Free stall barn stalls

12:00 p.m. – Still Eating

Dairy cows have access to feed and fresh water all day, so they never go hungry. Dairy cows eat about 100 pounds of feed and drink 30-50 gallons of water (about a bathtub full) each day.

cows eating

2:00 p.m. – Relaxing in the Barn Again

When dairy cows aren’t eating, sleeping or being milked, they’re busy making manure. One cow produces about 17 gallons of manure a day – that’s enough natural fertilizer to grow 56 lbs. of corn or 84 lbs. of tomatoes. Wonder where all that manure goes? Check out this video to get the Scoop on [Cow] Poop.

cow laying down

3:00 p.m. – Farmer Check-ups

Dairy farmers keep a close eye on their cows to make sure they are happy and healthy. They also work closely with their veterinarian to take care of any cows that might become sick. If a cow does become sick and the veterinarian decides she needs antibiotics, she is moved to a separate pen where she is closely monitored and her milk is disposed of so it never enters the food supply.

farmer checking on cows

5:00 p.m. – Evening Milking

The average dairy cow produces about 6 gallons of milk a day – that’s more than 2,275 gallons a year! Dairy farmers work hard to ensure that all milk is safe and wholesome. In fact, from farm to fridge, milk is never touched by human hands!

Farmer milking cows

8:00 p.m. – Goodnight

No day is complete without a goodnight hug, and dairy farm kids are more than happy to help spread the love.

Young girl petting cow


  1. Cows are cute. They go “moo,” and are some of the most useful animals on Earth. Dairy cows make milk that is used in breakfast cereals, tea, coffee, and when the cow dances a jig, milkshakes.
    The other end of the cow produces a product that feeds plant life, fuels electric generators, and provides the material necessary for the ink bands on typewriters, toner for print machines, and BiC pens for an unlimited amount of pure b,… uh, nonsense that either protects malefactors from immediate exposure, or gives people something to laugh at. So you see, life on Earth, or Mars, could not exist without cows. Uh, moo, baby!

    1. I absolutely love your comment! It made chuckle and honestly that’s not easy!
      Thank you

    1. These are great questions Jim! Most Ohio and West Virginia dairy cows live in freestall barns where they have 24/7 access to fresh food, often called a TMR or total mixed ration, so they graze on that feed all day. Other natural cow behaviors like resting and socializing are done all day long from the comfort of the climate-controlled freestall barns as well. Some farmers in our region do turn their cows outside to pasture when the weather permits, and their schedule looks almost exactly the same – lots of eating and relaxing!
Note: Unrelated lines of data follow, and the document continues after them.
//! Contains the interface between conflict analysis and the engines which generalise a conflict
//! core, together with a reference implementation of the core.
mod conflict_core;
mod inference_engine;

pub use conflict_core::Conflict;
pub use conflict_core::ConflictCore;
pub use inference_engine::InferenceEngine;
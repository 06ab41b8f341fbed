use std::fmt::Display;
use std::fmt::Formatter;

use super::SaturationRule;

/// Counters which are maintained by the saturation engine.
#[derive(Debug, Default, Clone, Copy, PartialEq, Eq)]
pub struct SaturationStatistics {
    num_calls: u64,
    num_successes: u64,
    num_bisections: u64,
    rule_successes: [u64; SaturationRule::ORDER.len()],
}

impl SaturationStatistics {
    /// The number of times saturation was attempted.
    pub fn num_calls(&self) -> u64 {
        self.num_calls
    }

    /// The number of attempts which extended the conflict core.
    pub fn num_successes(&self) -> u64 {
        self.num_successes
    }

    /// The number of non-overflow premises which required a bisection search.
    pub fn num_bisections(&self) -> u64 {
        self.num_bisections
    }

    pub fn num_successes_of(&self, rule: SaturationRule) -> u64 {
        self.rule_successes[rule as usize]
    }

    pub(crate) fn record_call(&mut self) {
        self.num_calls += 1;
    }

    pub(crate) fn record_success(&mut self, rule: SaturationRule) {
        self.num_successes += 1;
        self.rule_successes[rule as usize] += 1;
    }

    pub(crate) fn record_bisection(&mut self) {
        self.num_bisections += 1;
    }
}

impl Display for SaturationStatistics {
    fn fmt(&self, f: &mut Formatter<'_>) -> std::fmt::Result {
        writeln!(f, "%% saturationCalls={}", self.num_calls)?;
        writeln!(f, "%% saturationSuccesses={}", self.num_successes)?;
        writeln!(f, "%% saturationBisections={}", self.num_bisections)?;
        for rule in SaturationRule::ORDER {
            writeln!(
                f,
                "%% saturationRule_{rule}={}",
                self.num_successes_of(rule)
            )?;
        }

        Ok(())
    }
}
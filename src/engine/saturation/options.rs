use std::fmt::Display;
use std::fmt::Formatter;

use enumset::EnumSet;
use enumset::EnumSetType;

/// The lemma schemas the saturation engine can apply.
#[derive(Debug, EnumSetType)]
pub enum SaturationRule {
    /// `[x] y*x <= z*x  ==>  Ω*(x, y) \/ y <= z \/ x = 0`
    UgtX,
    /// `[y] z' <= y /\ y*x <= z*x  ==>  Ω*(x, y) \/ z'*x <= z*x`
    UgtY,
    /// `[z] z <= y' /\ y*x <= z*x  ==>  Ω*(x, y') \/ y*x <= y'*x`
    UgtZ,
    /// `[x] y <= a*x /\ x <= z  ==>  Ω*(a, z) \/ y <= a*z`
    YLeAxAndXLeZ,
}

impl SaturationRule {
    /// The order in which the rules are tried on every literal of the core.
    pub const ORDER: [SaturationRule; 4] = [
        SaturationRule::UgtX,
        SaturationRule::UgtY,
        SaturationRule::UgtZ,
        SaturationRule::YLeAxAndXLeZ,
    ];
}

impl Display for SaturationRule {
    fn fmt(&self, f: &mut Formatter<'_>) -> std::fmt::Result {
        let name = match self {
            SaturationRule::UgtX => "ugt_x",
            SaturationRule::UgtY => "ugt_y",
            SaturationRule::UgtZ => "ugt_z",
            SaturationRule::YLeAxAndXLeZ => "y_l_ax_and_x_l_z",
        };
        write!(f, "{name}")
    }
}

/// Options which determine how the saturation engine behaves.
#[derive(Debug, Clone, Copy)]
pub struct SaturationOptions {
    /// The rules which may be applied. Disabled rules are skipped, the relative order of the
    /// remaining rules is given by [`SaturationRule::ORDER`].
    pub rules: EnumSet<SaturationRule>,
}

impl Default for SaturationOptions {
    fn default() -> Self {
        SaturationOptions {
            rules: EnumSet::all(),
        }
    }
}

impl SaturationOptions {
    pub fn with_rules(rules: impl Into<EnumSet<SaturationRule>>) -> SaturationOptions {
        SaturationOptions {
            rules: rules.into(),
        }
    }

    pub fn without(mut self, rule: SaturationRule) -> SaturationOptions {
        let _ = self.rules.remove(rule);
        self
    }

    pub fn is_enabled(&self, rule: SaturationRule) -> bool {
        self.rules.contains(rule)
    }
}
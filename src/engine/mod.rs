pub(crate) mod conflict_analysis;
pub(crate) mod saturation;

mod solver_state;
pub(crate) mod test_helper;

pub use solver_state::SolverState;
      Calves and heifers (think teenagers) are typically housed in separate pens from the cows because their schedules and diets are much different. They’re often grouped by age so their diets can be customized to the stage of life they’re in, and also spend their days eating, resting and socializing – just not being milked.

      I hope this helped answer your questions!
      – Erin, American Dairy Association Mideast

  2. This is Great seeing I’ve gotten my milk from the farm for 60 yrs! My question is at times the cows are very dirty, manure, and then they are Very clean! How do the wash their cows?

  3. This is so helpful because I am in the middle of doing a Interest project on Dairy Farmers. Cows are adorable and milk is good for me on a daily basis.

  4. I love cows! I wish they wouldn’t give them hormones. It hurts the cows, and you! The only benefit it brings is, more money and milk! That’s the only reason that they make 6 gallons a day. They are only supposed to give a few liters a day for their babies! That’s it!

  5. What do the calves eat if they don’t get to drink their own mom’s milk? And what happens to the male calves? And do any of the calves ever get to spend time with their mom’s as they’re growing up?

  6. Regarding this comment: “Calves and heifers (think teenagers) are typically housed in separate pens from the cows because their schedules and diets are much different. They’re often grouped by age so their diets can be customized to the stage of life they’re in, and also spend their days eating, resting and socializing – just not being milked.”

    Isn’t this missing a key fact? I’m not anti-dairy, but I thought calves were kept apart from their mothers so the calves wouldn’t siphon off some of that milk the farmer wants to sell.

    1. Really? I’m pretty sure the calves would starve if they were separate from their mothers… it’s best to lose the sale of the small amount of milk for a sort time, then to lose the calves completely for future sales…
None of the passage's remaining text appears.